As I look back, I realize that my life has been broken into sections, or seasons. I also realize that things have happened in just that order for a reason. I can see God's hand guiding me, and giving and withholding things as needed. At the time, this was frustrating. I especially think of the time it took us to have our two children. It seemed like we had to wait forever, wondering if we would ever conceive. But, as I think of other things that were going on at that time, I have to marvel at God's timing.
When we were trying to have Rory, I was working a somewhat physically demanding job which required driving all over the county and lugging musical instruments around, including a very heavy keyboard. This was a part-time music therapy position, which was combined with a part-time case manager position. I was also training for my black belt in Tae Kwon Do, after taking classes for ten years.

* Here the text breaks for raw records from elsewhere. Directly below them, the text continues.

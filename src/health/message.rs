// src/health/message.rs
//
// Check request/response messages. The protobuf layout follows
// grpc.health.v1 so that replies interoperate with gRPC health clients.

use prost::Message;
use serde::{Deserialize, Serialize};
use std::fmt;

use super::error::HealthError;
use super::format::OutputFormat;

#[derive(Clone, PartialEq, Message)]
pub struct CheckRequest {
    #[prost(string, tag = "1")]
    pub service: String,
}

#[derive(Clone, PartialEq, Message)]
pub struct CheckResponse {
    #[prost(enumeration = "ServingStatus", tag = "1")]
    pub status: i32,
}

#[derive(
    Clone, Copy, Debug, PartialEq, Eq, Hash, PartialOrd, Ord, prost::Enumeration, Serialize, Deserialize,
)]
#[serde(rename_all = "SCREAMING_SNAKE_CASE")]
#[repr(i32)]
pub enum ServingStatus {
    Unknown = 0,
    Serving = 1,
    NotServing = 2,
    ServiceUnknown = 3,
}

impl ServingStatus {
    pub fn as_str(&self) -> &'static str {
        match self {
            ServingStatus::Unknown => "UNKNOWN",
            ServingStatus::Serving => "SERVING",
            ServingStatus::NotServing => "NOT_SERVING",
            ServingStatus::ServiceUnknown => "SERVICE_UNKNOWN",
        }
    }

    pub fn from_name(name: &str) -> Option<Self> {
        match name {
            "UNKNOWN" => Some(ServingStatus::Unknown),
            "SERVING" => Some(ServingStatus::Serving),
            "NOT_SERVING" => Some(ServingStatus::NotServing),
            "SERVICE_UNKNOWN" => Some(ServingStatus::ServiceUnknown),
            _ => None,
        }
    }
}

impl fmt::Display for ServingStatus {
    fn fmt(&self, f: &mut fmt::Formatter<'_>) -> fmt::Result {
        f.write_str(self.as_str())
    }
}

impl CheckRequest {
    pub fn new(service: impl Into<String>) -> Self {
        Self {
            service: service.into(),
        }
    }
}

impl CheckResponse {
    pub fn with_status(status: ServingStatus) -> Self {
        let mut response = Self::default();
        response.set_status(status);
        response
    }
}

// JSON shape of a response: `{"status":"SERVING"}`
#[derive(Debug, Serialize, Deserialize)]
struct JsonCheckResponse {
    status: ServingStatus,
}

pub fn encode_request(request: &CheckRequest) -> Vec<u8> {
    request.encode_to_vec()
}

pub fn decode_request(bytes: &[u8]) -> Result<CheckRequest, HealthError> {
    Ok(CheckRequest::decode(bytes)?)
}

/// Encode a response in the given output format.
pub fn encode_response(
    response: &CheckResponse,
    format: OutputFormat,
) -> Result<Vec<u8>, HealthError> {
    match format {
        OutputFormat::Proto => Ok(response.encode_to_vec()),
        OutputFormat::Json => serde_json::to_vec(&JsonCheckResponse {
            status: response.status(),
        })
        .map_err(|e| HealthError::Encode {
            format,
            reason: e.to_string(),
        }),
        OutputFormat::Mesg => Ok(response.status().as_str().as_bytes().to_vec()),
    }
}

/// Decode a response body produced by [`encode_response`].
pub fn decode_response(bytes: &[u8], format: OutputFormat) -> Result<CheckResponse, HealthError> {
    match format {
        OutputFormat::Proto => CheckResponse::decode(bytes)
            .map_err(|e| HealthError::DecodeResponse(e.to_string())),
        OutputFormat::Json => serde_json::from_slice::<JsonCheckResponse>(bytes)
            .map(|json| CheckResponse::with_status(json.status))
            .map_err(|e| HealthError::DecodeResponse(e.to_string())),
        OutputFormat::Mesg => {
            let text = String::from_utf8_lossy(bytes);
            ServingStatus::from_name(text.trim())
                .map(CheckResponse::with_status)
                .ok_or_else(|| HealthError::DecodeResponse(format!("unknown status {:?}", text)))
        }
    }
}

#[cfg(test)]
mod tests {
    use super::*;

    #[test]
    fn test_response_survives_every_format() {
        for format in [OutputFormat::Proto, OutputFormat::Json, OutputFormat::Mesg] {
            for status in [ServingStatus::Serving, ServingStatus::ServiceUnknown] {
                let response = CheckResponse::with_status(status);
                let bytes = encode_response(&response, format).unwrap();
                let decoded = decode_response(&bytes, format).unwrap();
                assert_eq!(decoded, response, "format {}", format);
                assert_eq!(encode_response(&decoded, format).unwrap(), bytes);
            }
        }
    }

    #[test]
    fn test_json_shape() {
        let bytes =
            encode_response(&CheckResponse::with_status(ServingStatus::Serving), OutputFormat::Json)
                .unwrap();
        assert_eq!(bytes, br#"{"status":"SERVING"}"#);
    }

    #[test]
    fn test_mesg_is_status_name() {
        let bytes = encode_response(
            &CheckResponse::with_status(ServingStatus::ServiceUnknown),
            OutputFormat::Mesg,
        )
        .unwrap();
        assert_eq!(bytes, b"SERVICE_UNKNOWN");
    }

    #[test]
    fn test_request_wire_layout() {
        // field 1, wire type 2, length 5, "svc-a"
        let bytes = encode_request(&CheckRequest::new("svc-a"));
        assert_eq!(bytes, b"\x0a\x05svc-a");
        assert_eq!(decode_request(&bytes).unwrap().service, "svc-a");
    }

    #[test]
    fn test_decode_request_rejects_garbage() {
        let err = decode_request(b"\xff\xff\xff").unwrap_err();
        assert!(matches!(err, HealthError::DecodeRequest(_)));
    }

    #[test]
    fn test_unknown_enum_value_reads_as_default() {
        let response = CheckResponse { status: 42 };
        assert_eq!(response.status(), ServingStatus::Unknown);
    }
}
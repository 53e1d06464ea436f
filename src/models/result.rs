use bytes::Bytes;

use crate::models::MediaKind;

/// The output artifact of one compression job, fully read into memory.
/// By the time one of these exists, the adapter's temp files are gone.
#[derive(Debug)]
pub struct CompressedResult {
    pub data: Bytes,
    pub kind: MediaKind,
}

impl CompressedResult {
    pub fn new(data: impl Into<Bytes>, kind: MediaKind) -> Self {
        Self {
            data: data.into(),
            kind,
        }
    }

    pub fn content_type(&self) -> &'static str {
        self.kind.output_content_type()
    }

    pub fn size(&self) -> usize {
        self.data.len()
    }
}

/// Percentage saved by compression, rounded to the nearest integer.
/// Negative when the output grew; 0 when the original size is unknown.
pub fn savings_percent(original: usize, compressed: usize) -> i64 {
    if original == 0 {
        return 0;
    }
    ((1.0 - compressed as f64 / original as f64) * 100.0).round() as i64
}
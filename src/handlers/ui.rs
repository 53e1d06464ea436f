use axum::response::Html;

/// Serve the browser upload/progress page.
pub async fn ui_handler() -> Html<&'static str> {
    Html(include_str!("../../static/index.html"))
}
//! Image adapter: downscale and re-encode as JPEG with the `image` crate.

use std::io::Cursor;
use std::path::Path;

use image::imageops::FilterType;
use image::io::Reader as ImageReader;
use image::{DynamicImage, ImageOutputFormat};

use crate::config::Config;
use crate::error::{AppError, AppResult};
use crate::models::MediaKind;

pub async fn compress(input: &Path, config: &Config) -> AppResult<Vec<u8>> {
    let input = input.to_path_buf();
    let max_width = config.image_max_width;
    let quality = config.jpeg_quality;

    // Decode/encode is CPU-bound, keep it off the request task.
    tokio::task::spawn_blocking(move || encode_jpeg(&input, max_width, quality))
        .await
        .map_err(|e| AppError::internal(format!("Image task failed: {}", e)))?
}

fn encode_jpeg(input: &Path, max_width: u32, quality: u8) -> AppResult<Vec<u8>> {
    // Spooled files carry no extension, so sniff the format from the
    // content instead of the path.
    let img = ImageReader::open(input)
        .map_err(|e| {
            AppError::compression_failed(MediaKind::Image, format!("failed to open image: {}", e))
        })?
        .with_guessed_format()
        .map_err(|e| {
            AppError::compression_failed(
                MediaKind::Image,
                format!("failed to sniff image format: {}", e),
            )
        })?
        .decode()
        .map_err(|e| {
            AppError::compression_failed(MediaKind::Image, format!("failed to decode image: {}", e))
        })?;

    // Downscale only, preserving aspect ratio.
    let img = if img.width() > max_width {
        img.resize(max_width, img.height(), FilterType::Lanczos3)
    } else {
        img
    };

    // JPEG has no alpha channel.
    let img = DynamicImage::ImageRgb8(img.to_rgb8());

    let mut out = Vec::new();
    img.write_to(&mut Cursor::new(&mut out), ImageOutputFormat::Jpeg(quality))
        .map_err(|e| {
            AppError::compression_failed(MediaKind::Image, format!("failed to encode JPEG: {}", e))
        })?;

    Ok(out)
}
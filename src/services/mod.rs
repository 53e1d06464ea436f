pub mod compressor;
pub mod image;
pub mod pdf;
pub mod video;

pub use compressor::Compressor;

use crate::error::AppError;
use crate::models::MediaKind;

/// Translate a process-spawn failure into the kind's terminal error,
/// distinguishing a missing binary from other launch problems.
pub(crate) fn spawn_error(kind: MediaKind, bin: &str, err: std::io::Error) -> AppError {
    if err.kind() == std::io::ErrorKind::NotFound {
        AppError::compression_failed(kind, format!("{} not found on PATH", bin))
    } else {
        AppError::compression_failed(kind, format!("failed to run {}: {}", bin, err))
    }
}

I don't know why I thought this was the best time to be pregnant, but God obviously had better plans than I. First, the music therapy position was eliminated because of lack of funding. I was upset! How could they do that? But, it turned me into a full-time case manager, a much less strenuous job. Then, shortly after I earned my black belt, we found out we were expecting. I was able to keep attending TKD classes until I was about seven months along, and was still able to teach the "pee-wee" class, but was not worried about training hard, and was allowed to modify anything I had to because of my pregnancy. Did God know what he was doing? Of course! Looking back, I can see how everything fell into place so that Rory was born exactly when he should have been.

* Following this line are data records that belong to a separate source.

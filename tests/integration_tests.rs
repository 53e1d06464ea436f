//! Integration tests driving the router end to end.
//!
//! The image endpoint is exercised for real (the adapter is in-process).
//! The PDF and video endpoints are exercised on their failure paths with
//! corrupt input, which must produce a clean JSON error whether or not
//! the external binary is installed.

use std::io::Cursor;
use std::path::Path;

use axum::{
    body::Body,
    http::{header, Request, StatusCode},
    Router,
};
use http_body_util::BodyExt;
use image::ImageOutputFormat;
use tower::ServiceExt;

use squish::{app, Config};

const BOUNDARY: &str = "squish-test-boundary";

fn test_app(scratch: &Path) -> Router {
    let config = Config {
        scratch_dir: scratch.to_path_buf(),
        ..Config::default()
    };
    app(config)
}

fn multipart_request(
    uri: &str,
    file_name: &str,
    content_type: Option<&str>,
    data: &[u8],
) -> Request<Body> {
    let mut body = Vec::new();
    body.extend_from_slice(format!("--{}\r\n", BOUNDARY).as_bytes());
    body.extend_from_slice(
        format!(
            "Content-Disposition: form-data; name=\"file\"; filename=\"{}\"\r\n",
            file_name
        )
        .as_bytes(),
    );
    if let Some(ct) = content_type {
        body.extend_from_slice(format!("Content-Type: {}\r\n", ct).as_bytes());
    }
    body.extend_from_slice(b"\r\n");
    body.extend_from_slice(data);
    body.extend_from_slice(format!("\r\n--{}--\r\n", BOUNDARY).as_bytes());

    Request::builder()
        .method("POST")
        .uri(uri)
        .header(
            header::CONTENT_TYPE,
            format!("multipart/form-data; boundary={}", BOUNDARY),
        )
        .body(Body::from(body))
        .unwrap()
}

fn sample_png(width: u32, height: u32) -> Vec<u8> {
    let img = image::RgbImage::from_fn(width, height, |x, y| {
        image::Rgb([(x % 256) as u8, (y % 256) as u8, 128])
    });
    let mut out = Vec::new();
    image::DynamicImage::ImageRgb8(img)
        .write_to(&mut Cursor::new(&mut out), ImageOutputFormat::Png)
        .unwrap();
    out
}

fn scratch_is_empty(scratch: &Path) -> bool {
    std::fs::read_dir(scratch).unwrap().next().is_none()
}

async fn body_bytes(response: axum::response::Response) -> Vec<u8> {
    response
        .into_body()
        .collect()
        .await
        .unwrap()
        .to_bytes()
        .to_vec()
}

#[tokio::test]
async fn test_root_liveness() {
    let scratch = tempfile::tempdir().unwrap();
    let app = test_app(scratch.path());

    let response = app
        .oneshot(Request::builder().uri("/").body(Body::empty()).unwrap())
        .await
        .unwrap();

    assert_eq!(response.status(), StatusCode::OK);
    let body = body_bytes(response).await;
    assert_eq!(body, b"File Compressor Backend Running");
}

#[tokio::test]
async fn test_health_endpoint() {
    let scratch = tempfile::tempdir().unwrap();
    let app = test_app(scratch.path());

    let response = app
        .oneshot(
            Request::builder()
                .uri("/health")
                .body(Body::empty())
                .unwrap(),
        )
        .await
        .unwrap();

    assert_eq!(response.status(), StatusCode::OK);
    let body: serde_json::Value = serde_json::from_slice(&body_bytes(response).await).unwrap();
    assert!(body["status"].is_string());
    assert_eq!(body["adapters"]["image"], true);
}

#[tokio::test]
async fn test_ui_page_served() {
    let scratch = tempfile::tempdir().unwrap();
    let app = test_app(scratch.path());

    let response = app
        .oneshot(Request::builder().uri("/app").body(Body::empty()).unwrap())
        .await
        .unwrap();

    assert_eq!(response.status(), StatusCode::OK);
    let body = String::from_utf8(body_bytes(response).await).unwrap();
    assert!(body.contains("Multi-File Compressor"));
}

#[tokio::test]
async fn test_image_compression_roundtrip() {
    let scratch = tempfile::tempdir().unwrap();
    let app = test_app(scratch.path());

    let png = sample_png(1200, 900);
    let response = app
        .oneshot(multipart_request(
            "/compress/image",
            "photo.png",
            Some("image/png"),
            &png,
        ))
        .await
        .unwrap();

    assert_eq!(response.status(), StatusCode::OK);
    assert_eq!(
        response.headers().get(header::CONTENT_TYPE).unwrap(),
        "image/jpeg"
    );

    let body = body_bytes(response).await;
    assert!(!body.is_empty());

    // The output really is a JPEG, downscaled to the configured width.
    let format = image::guess_format(&body).unwrap();
    assert_eq!(format, image::ImageFormat::Jpeg);
    let img = image::load_from_memory(&body).unwrap();
    assert_eq!(img.width(), 800);

    assert!(scratch_is_empty(scratch.path()));
}

#[tokio::test]
async fn test_small_image_not_upscaled() {
    let scratch = tempfile::tempdir().unwrap();
    let app = test_app(scratch.path());

    let png = sample_png(320, 240);
    let response = app
        .oneshot(multipart_request(
            "/compress/image",
            "thumb.png",
            Some("image/png"),
            &png,
        ))
        .await
        .unwrap();

    assert_eq!(response.status(), StatusCode::OK);
    let body = body_bytes(response).await;
    let img = image::load_from_memory(&body).unwrap();
    assert_eq!(img.width(), 320);
    assert_eq!(img.height(), 240);
}

#[tokio::test]
async fn test_image_decodes_without_filename_extension() {
    let scratch = tempfile::tempdir().unwrap();
    let app = test_app(scratch.path());

    // Decoding must not depend on a path extension: the spooled scratch
    // file has none, and neither does this upload's name.
    let png = sample_png(640, 480);
    let response = app
        .oneshot(multipart_request(
            "/compress/image",
            "photo",
            Some("image/png"),
            &png,
        ))
        .await
        .unwrap();

    assert_eq!(response.status(), StatusCode::OK);
    let body = body_bytes(response).await;
    assert_eq!(
        image::guess_format(&body).unwrap(),
        image::ImageFormat::Jpeg
    );
}

#[tokio::test]
async fn test_oversize_upload_rejected_with_413() {
    let scratch = tempfile::tempdir().unwrap();
    let config = Config {
        scratch_dir: scratch.path().to_path_buf(),
        max_file_size_mb: 1,
        ..Config::default()
    };
    let app = app(config);

    // Just over the 1MB per-file limit, well under the body limit.
    let oversized = vec![0u8; 1024 * 1024 + 4096];
    let response = app
        .oneshot(multipart_request(
            "/compress/image",
            "big.png",
            Some("image/png"),
            &oversized,
        ))
        .await
        .unwrap();

    assert_eq!(response.status(), StatusCode::PAYLOAD_TOO_LARGE);
    let body: serde_json::Value = serde_json::from_slice(&body_bytes(response).await).unwrap();
    assert_eq!(body["code"], "FILE_TOO_LARGE");
    assert!(scratch_is_empty(scratch.path()));
}

#[tokio::test]
async fn test_stalled_tool_times_out() {
    use std::os::unix::fs::PermissionsExt;

    let scratch = tempfile::tempdir().unwrap();
    let tool_dir = tempfile::tempdir().unwrap();

    // Stand-in tool that hangs regardless of its arguments.
    let stall = tool_dir.path().join("stall.sh");
    std::fs::write(&stall, "#!/bin/sh\nsleep 60\n").unwrap();
    std::fs::set_permissions(&stall, std::fs::Permissions::from_mode(0o755)).unwrap();

    let config = Config {
        scratch_dir: scratch.path().to_path_buf(),
        ghostscript_bin: stall.to_string_lossy().into_owned(),
        tool_timeout_seconds: 1,
        ..Config::default()
    };
    let app = app(config);

    let response = app
        .oneshot(multipart_request(
            "/compress/pdf",
            "doc.pdf",
            Some("application/pdf"),
            b"%PDF-1.4 stub",
        ))
        .await
        .unwrap();

    assert_eq!(response.status(), StatusCode::GATEWAY_TIMEOUT);
    let body: serde_json::Value = serde_json::from_slice(&body_bytes(response).await).unwrap();
    assert_eq!(body["code"], "COMPRESSION_TIMEOUT");

    // The killed job's input and output temp files are both reclaimed.
    assert!(scratch_is_empty(scratch.path()));
}

#[tokio::test]
async fn test_unsupported_type_rejected_without_scratch_file() {
    let scratch = tempfile::tempdir().unwrap();
    let app = test_app(scratch.path());

    let response = app
        .oneshot(multipart_request(
            "/compress/image",
            "notes.txt",
            Some("text/plain"),
            b"hello world",
        ))
        .await
        .unwrap();

    assert_eq!(response.status(), StatusCode::UNSUPPORTED_MEDIA_TYPE);
    let body: serde_json::Value = serde_json::from_slice(&body_bytes(response).await).unwrap();
    assert_eq!(body["code"], "UNSUPPORTED_MEDIA_TYPE");
    assert!(body["error"].is_string());

    // Rejection happens before anything is spooled.
    assert!(scratch_is_empty(scratch.path()));
}

#[tokio::test]
async fn test_kind_must_match_endpoint() {
    let scratch = tempfile::tempdir().unwrap();
    let app = test_app(scratch.path());

    // A valid image posted to the PDF endpoint is a client error.
    let png = sample_png(100, 100);
    let response = app
        .oneshot(multipart_request(
            "/compress/pdf",
            "photo.png",
            Some("image/png"),
            &png,
        ))
        .await
        .unwrap();

    assert_eq!(response.status(), StatusCode::UNSUPPORTED_MEDIA_TYPE);
    assert!(scratch_is_empty(scratch.path()));
}

#[tokio::test]
async fn test_missing_file_field() {
    let scratch = tempfile::tempdir().unwrap();
    let app = test_app(scratch.path());

    let mut body = Vec::new();
    body.extend_from_slice(format!("--{}\r\n", BOUNDARY).as_bytes());
    body.extend_from_slice(b"Content-Disposition: form-data; name=\"other\"\r\n\r\nvalue\r\n");
    body.extend_from_slice(format!("--{}--\r\n", BOUNDARY).as_bytes());

    let request = Request::builder()
        .method("POST")
        .uri("/compress/image")
        .header(
            header::CONTENT_TYPE,
            format!("multipart/form-data; boundary={}", BOUNDARY),
        )
        .body(Body::from(body))
        .unwrap();

    let response = app.oneshot(request).await.unwrap();
    assert_eq!(response.status(), StatusCode::BAD_REQUEST);
    let body: serde_json::Value = serde_json::from_slice(&body_bytes(response).await).unwrap();
    assert_eq!(body["code"], "MISSING_FILE");
}

#[tokio::test]
async fn test_empty_file_rejected() {
    let scratch = tempfile::tempdir().unwrap();
    let app = test_app(scratch.path());

    let response = app
        .oneshot(multipart_request(
            "/compress/image",
            "photo.png",
            Some("image/png"),
            b"",
        ))
        .await
        .unwrap();

    assert_eq!(response.status(), StatusCode::BAD_REQUEST);
    assert!(scratch_is_empty(scratch.path()));
}

#[tokio::test]
async fn test_corrupt_image_fails_cleanly() {
    let scratch = tempfile::tempdir().unwrap();
    let app = test_app(scratch.path());

    let response = app
        .oneshot(multipart_request(
            "/compress/image",
            "photo.png",
            Some("image/png"),
            b"this is not image data at all",
        ))
        .await
        .unwrap();

    assert_eq!(response.status(), StatusCode::INTERNAL_SERVER_ERROR);
    let body: serde_json::Value = serde_json::from_slice(&body_bytes(response).await).unwrap();
    assert_eq!(body["error"], "Compression failed");
    assert_eq!(body["code"], "COMPRESSION_FAILED");

    // Failure paths must not leak temp files either.
    assert!(scratch_is_empty(scratch.path()));
}

#[tokio::test]
async fn test_corrupt_pdf_fails_cleanly() {
    let scratch = tempfile::tempdir().unwrap();
    let app = test_app(scratch.path());

    // Fails whether Ghostscript is installed (non-zero exit on garbage)
    // or missing (spawn failure); either way the contract is the same.
    let response = app
        .oneshot(multipart_request(
            "/compress/pdf",
            "doc.pdf",
            Some("application/pdf"),
            b"definitely not a pdf",
        ))
        .await
        .unwrap();

    assert_eq!(response.status(), StatusCode::INTERNAL_SERVER_ERROR);
    let body: serde_json::Value = serde_json::from_slice(&body_bytes(response).await).unwrap();
    assert_eq!(body["error"], "PDF compression failed");

    assert!(scratch_is_empty(scratch.path()));
}

#[tokio::test]
async fn test_corrupt_video_fails_cleanly() {
    let scratch = tempfile::tempdir().unwrap();
    let app = test_app(scratch.path());

    let response = app
        .oneshot(multipart_request(
            "/compress/video",
            "clip.mp4",
            Some("video/mp4"),
            b"definitely not an mp4",
        ))
        .await
        .unwrap();

    assert_eq!(response.status(), StatusCode::INTERNAL_SERVER_ERROR);
    let body: serde_json::Value = serde_json::from_slice(&body_bytes(response).await).unwrap();
    assert_eq!(body["error"], "Video compression failed");

    assert!(scratch_is_empty(scratch.path()));
}

#[tokio::test]
async fn test_concurrent_requests_do_not_interfere() {
    let scratch = tempfile::tempdir().unwrap();
    let app = test_app(scratch.path());

    let png = sample_png(1000, 700);
    let image_req = multipart_request("/compress/image", "photo.png", Some("image/png"), &png);
    let pdf_req = multipart_request(
        "/compress/pdf",
        "doc.pdf",
        Some("application/pdf"),
        b"not a pdf",
    );

    let (image_res, pdf_res) = tokio::join!(
        app.clone().oneshot(image_req),
        app.clone().oneshot(pdf_req)
    );

    let image_res = image_res.unwrap();
    let pdf_res = pdf_res.unwrap();

    // The image job succeeds regardless of what the PDF job did.
    assert_eq!(image_res.status(), StatusCode::OK);
    let body = body_bytes(image_res).await;
    assert!(image::load_from_memory(&body).is_ok());

    assert_eq!(pdf_res.status(), StatusCode::INTERNAL_SERVER_ERROR);

    // Nothing left behind by either request.
    assert!(scratch_is_empty(scratch.path()));
}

Fast forward a few years, and we were again trying to conceive. Just as we started, we had a major structural problem with our house, which necessitated months of repair and construction. I was getting so impatient that we didn't seem able to have another child! But, the major construction was finished just before Lily was born, giving us an extra room just when we needed it. I was able to give up my babysitting job, which was helping to pay for the work. Rory was finishing Pre-K then, and started kindergarten a few months later. As we got to the end of the first grading period, we realized that the local school was not working out for him. I found out that he wasn't required to attend kindergarten, so we pulled him out. That began our foray into homeschooling. If I hadn't had a small infant at that time, I probably would have gone back to work when he started school, and we would have had a hard time making a decision like that.

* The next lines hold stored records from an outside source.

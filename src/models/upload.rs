use std::io::Write;
use std::path::Path;

use tempfile::NamedTempFile;

use crate::error::AppResult;

/// The closed set of media types the service knows how to compress.
#[derive(Debug, Clone, Copy, PartialEq, Eq)]
pub enum MediaKind {
    Image,
    Pdf,
    Video,
}

impl MediaKind {
    /// Map a declared content type (with the file name as fallback) onto
    /// a supported kind. Returns `None` for anything outside the set
    /// {image/*, application/pdf, video/mp4}.
    pub fn classify(content_type: Option<&str>, file_name: &str) -> Option<Self> {
        if let Some(ct) = content_type {
            let ct = ct.trim().to_ascii_lowercase();
            if ct.starts_with("image/") {
                return Some(MediaKind::Image);
            }
            if ct == "application/pdf" {
                return Some(MediaKind::Pdf);
            }
            if ct == "video/mp4" {
                return Some(MediaKind::Video);
            }
            // A declared but unrecognized type is a rejection, not a
            // cue to guess from the file name.
            return None;
        }

        match Path::new(file_name)
            .extension()
            .and_then(|ext| ext.to_str())
            .map(|ext| ext.to_ascii_lowercase())
            .as_deref()
        {
            Some("jpg") | Some("jpeg") | Some("png") | Some("gif") | Some("webp")
            | Some("bmp") => Some(MediaKind::Image),
            Some("pdf") => Some(MediaKind::Pdf),
            Some("mp4") => Some(MediaKind::Video),
            _ => None,
        }
    }

    /// Content type of the compressed output for this kind.
    pub fn output_content_type(self) -> &'static str {
        match self {
            MediaKind::Image => "image/jpeg",
            MediaKind::Pdf => "application/pdf",
            MediaKind::Video => "video/mp4",
        }
    }

    /// The user-facing failure message for this kind's endpoint.
    pub fn failure_message(self) -> &'static str {
        match self {
            MediaKind::Image => "Compression failed",
            MediaKind::Pdf => "PDF compression failed",
            MediaKind::Video => "Video compression failed",
        }
    }

    pub fn label(self) -> &'static str {
        match self {
            MediaKind::Image => "Image compression",
            MediaKind::Pdf => "PDF compression",
            MediaKind::Video => "Video compression",
        }
    }
}

/// One request's input artifact, spooled to the scratch directory.
///
/// The backing temp file is deleted when the `Upload` is dropped, so
/// cleanup happens on every exit path, including adapter failures.
#[derive(Debug)]
pub struct Upload {
    pub name: String,
    pub size: usize,
    pub kind: MediaKind,
    file: NamedTempFile,
}

impl Upload {
    /// Persist the received bytes under a unique name in the scratch
    /// directory.
    pub fn spool(
        name: impl Into<String>,
        kind: MediaKind,
        data: &[u8],
        scratch_dir: &Path,
    ) -> AppResult<Self> {
        let mut file = tempfile::Builder::new()
            .prefix("upload-")
            .tempfile_in(scratch_dir)?;
        file.write_all(data)?;
        file.flush()?;

        Ok(Upload {
            name: name.into(),
            size: data.len(),
            kind,
            file,
        })
    }

    pub fn path(&self) -> &Path {
        self.file.path()
    }
}
pub mod response;
pub mod result;
pub mod upload;

pub use response::*;
pub use result::*;
pub use upload::*;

So, here I am, trying to fit too many things into too small a space again. (Okay, that's probably a metaphor born from sitting here at my messy desk, but it works!). My challenge, now, is to recognize which season I am in, and stop fretting about the other things. I have to remember that God knows my needs, and my family's needs, and even my friend's and acquaintance's needs, and He knows how they all fit together. I can only see my little slice of the pie, and I'm a bit puzzled about the filling at the moment. So, I'm reminding myself to give it to God, and let Him take care of piecing the puzzle together. I know that everything will get done in His time.